1. Versatile Python package for exact diagonalization and (imaginary) time evolution of quantum spin chains
2. The authors provide their code as an open-source package to the community
3. The paper is well written, and the code examples nicely illustrate what can be done and how to use the package
4. Simple user interface and a clear installation guide


1. Currently limited support for models with higher spins and/or higher-dimensional lattices including symmetries


In this article the authors present an open-source Python package called “QuSpin” for exact diagonalization and (imaginary) time evolution of quantum spin chains. The capabilities and user interface of the package are explained in detail by several illustrative examples, starting with a simple exact diagonalization of a spin chain, followed by a time-dependent problem (an adiabatic ramping of parameters in the many-body localized XXZ model). Further examples include the study of heating in the periodically-driven transverse-field Ising model in a parallel field, and time evolution of a two-level system coupled to a single photon mode. Finally, the authors mention current and possible future developments of their package, including the support of symmetries for fermionic, higher spin-, and bosonic systems, and higher-dimensional lattices.

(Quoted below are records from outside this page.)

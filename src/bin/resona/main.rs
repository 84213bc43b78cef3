//! resona - play a resonator from the terminal
//!
//! Run with: cargo run -- [elastika|tube]
//!
//! Logs go to stderr; set RUST_LOG (e.g. `RUST_LOG=resona_dsp=debug`) and
//! redirect stderr to a file to see them while the UI owns the terminal.

mod app;
mod ui;

use app::Resona;
use color_eyre::eyre::eyre;
use tracing_subscriber::EnvFilter;
use ui::state::EngineKind;

fn main() -> color_eyre::Result<()> {
    color_eyre::install()?;

    tracing_subscriber::fmt()
        .with_env_filter(
            EnvFilter::try_from_default_env().unwrap_or_else(|_| EnvFilter::new("warn")),
        )
        .with_writer(std::io::stderr)
        .with_ansi(false)
        .init();

    let arg = std::env::args().nth(1);
    let kind = EngineKind::from_arg(arg.as_deref()).ok_or_else(|| {
        eyre!(
            "unknown engine {:?}, expected `elastika` or `tube`",
            arg.unwrap_or_default()
        )
    })?;

    Resona::new(kind).run()
}
use tracing::debug;

use crate::dsp::control::{AgcLevelControl, GateTrigger};
use crate::tube::TubeUnitEngine;
use crate::MAX_CHANNELS;

/*
Polyphonic Bank
===============

One TubeUnit engine per channel, sixteen in all, allocated up front. The
channels never share mutable state: every engine owns its tube, valve,
vortex, noise generator, DC filter and limiter.

Which channels are active is the host's business (usually the widest
connected input). The bank only needs to be told how many when it
aggregates something across channels, like the limiter warning.

Inputs narrower than the active channel count are "normalled": channel c
reuses the last value the input supplied.

    left input: 3 channels       active: 5
    channel:    0    1    2    3    4
    left in:    a    b    c    c    c
*/

pub struct TubeBank {
    engines: [TubeUnitEngine; MAX_CHANNELS],
}

impl TubeBank {
    pub fn new(sample_rate: f32) -> Self {
        Self {
            engines: std::array::from_fn(|c| {
                TubeUnitEngine::with_seed(sample_rate, Self::channel_seed(c))
            }),
        }
    }

    /// Noise seed used for a channel, so channels never hiss in unison.
    pub fn channel_seed(channel: usize) -> u64 {
        0xA076_1D64_78BD_642F ^ ((channel as u64 + 1) << 32)
    }

    pub fn channel(&self, channel: usize) -> Option<&TubeUnitEngine> {
        self.engines.get(channel)
    }

    pub fn channel_mut(&mut self, channel: usize) -> Option<&mut TubeUnitEngine> {
        self.engines.get_mut(channel)
    }

    pub fn engines_mut(&mut self) -> &mut [TubeUnitEngine] {
        &mut self.engines
    }

    pub fn set_sample_rate(&mut self, sample_rate: f32) {
        debug!(sample_rate, "tube bank sample rate");
        for engine in &mut self.engines {
            engine.set_sample_rate(sample_rate);
        }
    }

    pub fn set_agc_level(&mut self, level: f32) {
        for engine in &mut self.engines {
            engine.set_agc_level(level);
        }
    }

    pub fn set_agc_enabled(&mut self, enabled: bool) {
        for engine in &mut self.engines {
            engine.set_agc_enabled(enabled);
        }
    }

    /// Program every limiter from the single level/off slider.
    pub fn set_agc(&mut self, control: AgcLevelControl) {
        let enabled = control.is_enabled();
        for engine in &mut self.engines {
            if enabled {
                engine.set_agc_level(control.level());
            }
            engine.set_agc_enabled(enabled);
        }
    }

    pub fn set_dc_reject_frequency(&mut self, corner_hz: f32) {
        for engine in &mut self.engines {
            engine.set_dc_reject_frequency(corner_hz);
        }
    }

    /// Restore defaults on every channel.
    pub fn initialize(&mut self) {
        for engine in &mut self.engines {
            engine.initialize();
        }
    }

    /// Advance one channel one sample. Out-of-range channels are silent.
    #[inline]
    pub fn process(&mut self, channel: usize, left: f32, right: f32) -> (f32, f32) {
        match self.engines.get_mut(channel) {
            Some(engine) => engine.process(left, right),
            None => (0.0, 0.0),
        }
    }

    /// Advance the first `active` channels one sample, normalling narrow
    /// inputs. Output slices must hold at least `active` samples.
    pub fn process_frame(
        &mut self,
        active: usize,
        left_in: &[f32],
        right_in: &[f32],
        left_out: &mut [f32],
        right_out: &mut [f32],
    ) {
        let active = active.min(MAX_CHANNELS).min(left_out.len()).min(right_out.len());
        let mut left = 0.0;
        let mut right = 0.0;
        for c in 0..active {
            if let Some(&l) = left_in.get(c) {
                left = l;
            }
            if let Some(&r) = right_in.get(c) {
                right = r;
            }
            let (l, r) = self.engines[c].process(left, right);
            left_out[c] = l;
            right_out[c] = r;
        }
    }

    /// Update one channel's quiet flag from the vent gate and return it.
    ///
    /// `gate` holds one voltage per gate channel. Channels the gate does not
    /// reach copy the last gate channel; with no gate at all, a channel is
    /// quiet exactly when the vent is inverted (a "seal" port).
    pub fn vent_quiet(&mut self, channel: usize, gate: &[f32], inverted: bool) -> bool {
        if channel >= MAX_CHANNELS {
            return inverted;
        }
        let quiet = match gate.get(channel) {
            Some(&voltage) => {
                if voltage >= GateTrigger::HIGH_THRESHOLD {
                    !inverted
                } else if voltage < GateTrigger::LOW_THRESHOLD {
                    inverted
                } else {
                    self.engines[channel].is_quiet()
                }
            }
            None if !gate.is_empty() => {
                let last = (gate.len() - 1).min(MAX_CHANNELS - 1);
                self.engines[last].is_quiet()
            }
            None => inverted,
        };
        self.engines[channel].set_quiet(quiet);
        quiet
    }

    /// Largest limiter compression among the first `active` channels, in dB.
    pub fn max_agc_distortion(&self, active: usize) -> f32 {
        self.engines
            .iter()
            .take(active)
            .map(TubeUnitEngine::agc_distortion)
            .fold(0.0, f32::max)
    }
}

impl Default for TubeBank {
    fn default() -> Self {
        Self::new(48_000.0)
    }
}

This package provides a useful and powerful tool for the study of quantum spin systems, and I personally find it great that the authors make their code publicly available, which I believe will be useful for the community. Main advantages of the package include the support of arbitrary multi-spin operators and various symmetries (in 1D), a simple Python interface, as well as additional useful functions (e.g. to compute entanglement entropies). One weakness of the package is the lack of support of symmetries for higher-dimensional systems, and higher-spin, bosonic and fermionic systems, which currently limits the range of models that the package can be directly applied to (in an efficient way). But nevertheless, I believe that this package serves as a good starting point also for future developments (done by the authors themselves or by the community), also thanks to the detailed and up-to-date online documentation (the link is given in appendix D).

For these reasons I can recommend publication of this article in its present form.

Requested changes

Just two minor suggestions:
1) On p 5 I was wondering how to implement periodic boundary conditions (PBC) instead of open boundary conditions. Maybe it would be good to either add a footnote to briefly explain it (or at least add a comment at the end of the first paragraph of Sec. 2.1 that PBC will be discussed later in Sec. 2.3)

2) The authors may also want to mention the TNT tensor library in their introduction which can be used, e.g. for ground state and time-evolution calculations:
Tensor Network Theory Library, Beta Version 1.2.0 (2016), S. Al-Assam, S. R. Clark, D. Jaksch and TNT Development team,

  • validity: high
  • significance: good
  • originality: good
  • clarity: high
  • formatting: excellent
  • grammar: excellent

Author:  Phillip Weinberg  on 2016-12-05  [id 80]

(in reply to Report 1 on 2016-11-29)


Thanks for taking the time to review this work!

I have no objections to these changes. I shall make the changes and update the arxiv draft today.